Dataset entries:
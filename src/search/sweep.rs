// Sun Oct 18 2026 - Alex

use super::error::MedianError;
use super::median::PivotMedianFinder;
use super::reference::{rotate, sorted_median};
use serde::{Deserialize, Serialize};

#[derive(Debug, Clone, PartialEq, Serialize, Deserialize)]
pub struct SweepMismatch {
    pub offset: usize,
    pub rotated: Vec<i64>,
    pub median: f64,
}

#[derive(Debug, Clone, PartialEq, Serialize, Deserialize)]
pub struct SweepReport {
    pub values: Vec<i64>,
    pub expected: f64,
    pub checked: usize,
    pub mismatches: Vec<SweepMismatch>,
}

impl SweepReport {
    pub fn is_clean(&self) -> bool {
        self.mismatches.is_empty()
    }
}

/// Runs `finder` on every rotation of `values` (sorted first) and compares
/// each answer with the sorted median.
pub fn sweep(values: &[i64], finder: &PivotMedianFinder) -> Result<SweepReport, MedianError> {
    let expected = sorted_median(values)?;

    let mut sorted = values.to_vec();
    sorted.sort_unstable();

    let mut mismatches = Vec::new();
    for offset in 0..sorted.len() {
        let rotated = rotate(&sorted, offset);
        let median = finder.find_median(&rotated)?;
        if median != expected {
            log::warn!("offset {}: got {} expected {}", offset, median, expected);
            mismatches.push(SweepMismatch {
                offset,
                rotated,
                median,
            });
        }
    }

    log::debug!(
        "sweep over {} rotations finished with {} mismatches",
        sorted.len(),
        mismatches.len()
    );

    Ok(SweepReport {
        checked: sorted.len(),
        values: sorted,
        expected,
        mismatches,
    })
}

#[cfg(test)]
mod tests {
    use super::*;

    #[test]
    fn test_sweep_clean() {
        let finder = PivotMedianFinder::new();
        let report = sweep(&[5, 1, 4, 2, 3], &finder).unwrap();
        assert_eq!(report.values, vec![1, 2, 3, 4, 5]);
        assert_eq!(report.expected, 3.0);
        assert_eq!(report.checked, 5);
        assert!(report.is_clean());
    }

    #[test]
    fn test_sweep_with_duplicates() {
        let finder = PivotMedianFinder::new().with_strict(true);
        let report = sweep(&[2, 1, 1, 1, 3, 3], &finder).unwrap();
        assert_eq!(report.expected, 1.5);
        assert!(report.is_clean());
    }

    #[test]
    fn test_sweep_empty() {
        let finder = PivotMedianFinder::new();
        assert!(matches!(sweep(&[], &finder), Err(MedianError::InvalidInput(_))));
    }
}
...
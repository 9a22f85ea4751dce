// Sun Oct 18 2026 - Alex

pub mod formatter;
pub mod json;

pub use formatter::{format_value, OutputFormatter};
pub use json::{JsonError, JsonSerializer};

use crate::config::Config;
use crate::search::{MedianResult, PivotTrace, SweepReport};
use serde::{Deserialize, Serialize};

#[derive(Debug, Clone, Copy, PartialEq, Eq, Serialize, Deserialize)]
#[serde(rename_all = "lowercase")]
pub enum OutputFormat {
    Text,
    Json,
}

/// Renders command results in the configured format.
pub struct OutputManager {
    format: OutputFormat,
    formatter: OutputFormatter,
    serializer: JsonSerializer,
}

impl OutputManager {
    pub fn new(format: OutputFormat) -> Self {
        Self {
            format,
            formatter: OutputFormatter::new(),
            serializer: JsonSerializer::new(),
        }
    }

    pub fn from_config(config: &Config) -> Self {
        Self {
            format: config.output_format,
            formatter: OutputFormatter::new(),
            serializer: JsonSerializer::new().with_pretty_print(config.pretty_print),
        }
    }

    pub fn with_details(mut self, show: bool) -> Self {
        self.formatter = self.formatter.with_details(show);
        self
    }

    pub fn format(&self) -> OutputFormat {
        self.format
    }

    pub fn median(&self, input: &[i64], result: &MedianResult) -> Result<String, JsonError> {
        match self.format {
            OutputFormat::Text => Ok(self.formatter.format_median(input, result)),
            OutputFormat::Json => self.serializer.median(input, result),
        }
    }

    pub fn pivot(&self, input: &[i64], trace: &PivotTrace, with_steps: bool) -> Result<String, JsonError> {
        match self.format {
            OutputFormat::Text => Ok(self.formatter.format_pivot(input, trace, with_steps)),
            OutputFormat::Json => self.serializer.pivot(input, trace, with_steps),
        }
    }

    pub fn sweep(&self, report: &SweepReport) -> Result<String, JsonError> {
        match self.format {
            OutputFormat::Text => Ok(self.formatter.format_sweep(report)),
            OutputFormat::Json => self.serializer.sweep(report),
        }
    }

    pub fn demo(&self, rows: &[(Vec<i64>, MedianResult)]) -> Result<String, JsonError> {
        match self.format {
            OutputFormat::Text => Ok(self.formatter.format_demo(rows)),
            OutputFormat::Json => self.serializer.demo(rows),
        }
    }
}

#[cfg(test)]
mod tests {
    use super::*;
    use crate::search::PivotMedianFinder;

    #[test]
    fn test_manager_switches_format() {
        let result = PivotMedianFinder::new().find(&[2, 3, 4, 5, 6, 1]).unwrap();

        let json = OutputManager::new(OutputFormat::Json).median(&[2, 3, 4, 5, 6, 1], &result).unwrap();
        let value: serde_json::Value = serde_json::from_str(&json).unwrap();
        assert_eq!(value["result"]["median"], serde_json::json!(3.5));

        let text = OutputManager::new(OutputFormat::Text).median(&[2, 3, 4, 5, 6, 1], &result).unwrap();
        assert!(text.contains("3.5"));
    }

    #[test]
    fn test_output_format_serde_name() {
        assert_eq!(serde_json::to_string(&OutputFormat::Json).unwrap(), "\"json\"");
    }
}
...
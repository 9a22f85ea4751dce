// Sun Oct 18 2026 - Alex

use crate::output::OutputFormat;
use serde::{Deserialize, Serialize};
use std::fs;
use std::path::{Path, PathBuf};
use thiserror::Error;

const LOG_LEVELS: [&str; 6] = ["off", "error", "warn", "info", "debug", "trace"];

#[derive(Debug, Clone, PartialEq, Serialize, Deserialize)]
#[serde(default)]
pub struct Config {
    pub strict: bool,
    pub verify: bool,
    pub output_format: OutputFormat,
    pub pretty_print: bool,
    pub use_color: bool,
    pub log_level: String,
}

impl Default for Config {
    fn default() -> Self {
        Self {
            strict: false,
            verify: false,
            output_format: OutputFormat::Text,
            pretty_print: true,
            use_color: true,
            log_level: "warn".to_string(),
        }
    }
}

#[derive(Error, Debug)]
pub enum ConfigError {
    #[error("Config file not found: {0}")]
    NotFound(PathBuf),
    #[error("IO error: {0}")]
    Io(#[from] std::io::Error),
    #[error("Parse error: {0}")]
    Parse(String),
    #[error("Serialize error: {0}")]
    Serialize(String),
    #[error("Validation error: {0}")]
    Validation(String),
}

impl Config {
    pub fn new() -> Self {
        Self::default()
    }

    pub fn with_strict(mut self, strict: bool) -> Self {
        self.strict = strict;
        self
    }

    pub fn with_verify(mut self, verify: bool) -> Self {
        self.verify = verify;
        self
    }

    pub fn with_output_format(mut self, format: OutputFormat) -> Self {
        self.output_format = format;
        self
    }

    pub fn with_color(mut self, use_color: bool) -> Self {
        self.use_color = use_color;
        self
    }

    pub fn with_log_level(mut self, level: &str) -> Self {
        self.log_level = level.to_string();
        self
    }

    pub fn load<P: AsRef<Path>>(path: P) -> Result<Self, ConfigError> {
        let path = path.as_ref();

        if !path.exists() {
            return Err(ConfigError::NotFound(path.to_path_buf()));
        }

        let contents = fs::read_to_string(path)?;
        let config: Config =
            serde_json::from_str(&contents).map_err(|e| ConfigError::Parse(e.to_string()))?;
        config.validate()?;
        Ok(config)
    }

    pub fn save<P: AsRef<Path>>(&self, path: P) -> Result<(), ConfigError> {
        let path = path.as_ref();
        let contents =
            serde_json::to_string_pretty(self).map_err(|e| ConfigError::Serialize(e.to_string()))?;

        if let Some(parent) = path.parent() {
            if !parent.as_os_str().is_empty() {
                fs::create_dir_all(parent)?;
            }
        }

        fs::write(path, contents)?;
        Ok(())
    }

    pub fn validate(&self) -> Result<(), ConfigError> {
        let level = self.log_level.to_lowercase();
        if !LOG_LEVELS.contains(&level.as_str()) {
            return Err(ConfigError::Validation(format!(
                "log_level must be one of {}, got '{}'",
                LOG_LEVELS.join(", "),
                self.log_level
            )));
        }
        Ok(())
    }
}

*ABOUT THIS TASK*
Only the lines above from the line with "filename src/search/sweep.rs" to the line with "if median != expected", those two lines included, should be reproduced exactly.

*RESPONSE TO THE EXERCISE*
filename src/search/sweep.rs
// Sun Oct 18 2026 - Alex

use super::error::MedianError;
use super::median::PivotMedianFinder;
use super::reference::{rotate, sorted_median};
use serde::{Deserialize, Serialize};

#[derive(Debug, Clone, PartialEq, Serialize, Deserialize)]
pub struct SweepMismatch {
    pub offset: usize,
    pub rotated: Vec<i64>,
    pub median: f64,
}

#[derive(Debug, Clone, PartialEq, Serialize, Deserialize)]
pub struct SweepReport {
    pub values: Vec<i64>,
    pub expected: f64,
    pub checked: usize,
    pub mismatches: Vec<SweepMismatch>,
}

impl SweepReport {
    pub fn is_clean(&self) -> bool {
        self.mismatches.is_empty()
    }
}

/// Runs `finder` on every rotation of `values` (sorted first) and compares
/// each answer with the sorted median.
pub fn sweep(values: &[i64], finder: &PivotMedianFinder) -> Result<SweepReport, MedianError> {
    let expected = sorted_median(values)?;

    let mut sorted = values.to_vec();
    sorted.sort_unstable();

    let mut mismatches = Vec::new();
    for offset in 0..sorted.len() {
        let rotated = rotate(&sorted, offset);
        let median = finder.find_median(&rotated)?;
        if median != expected {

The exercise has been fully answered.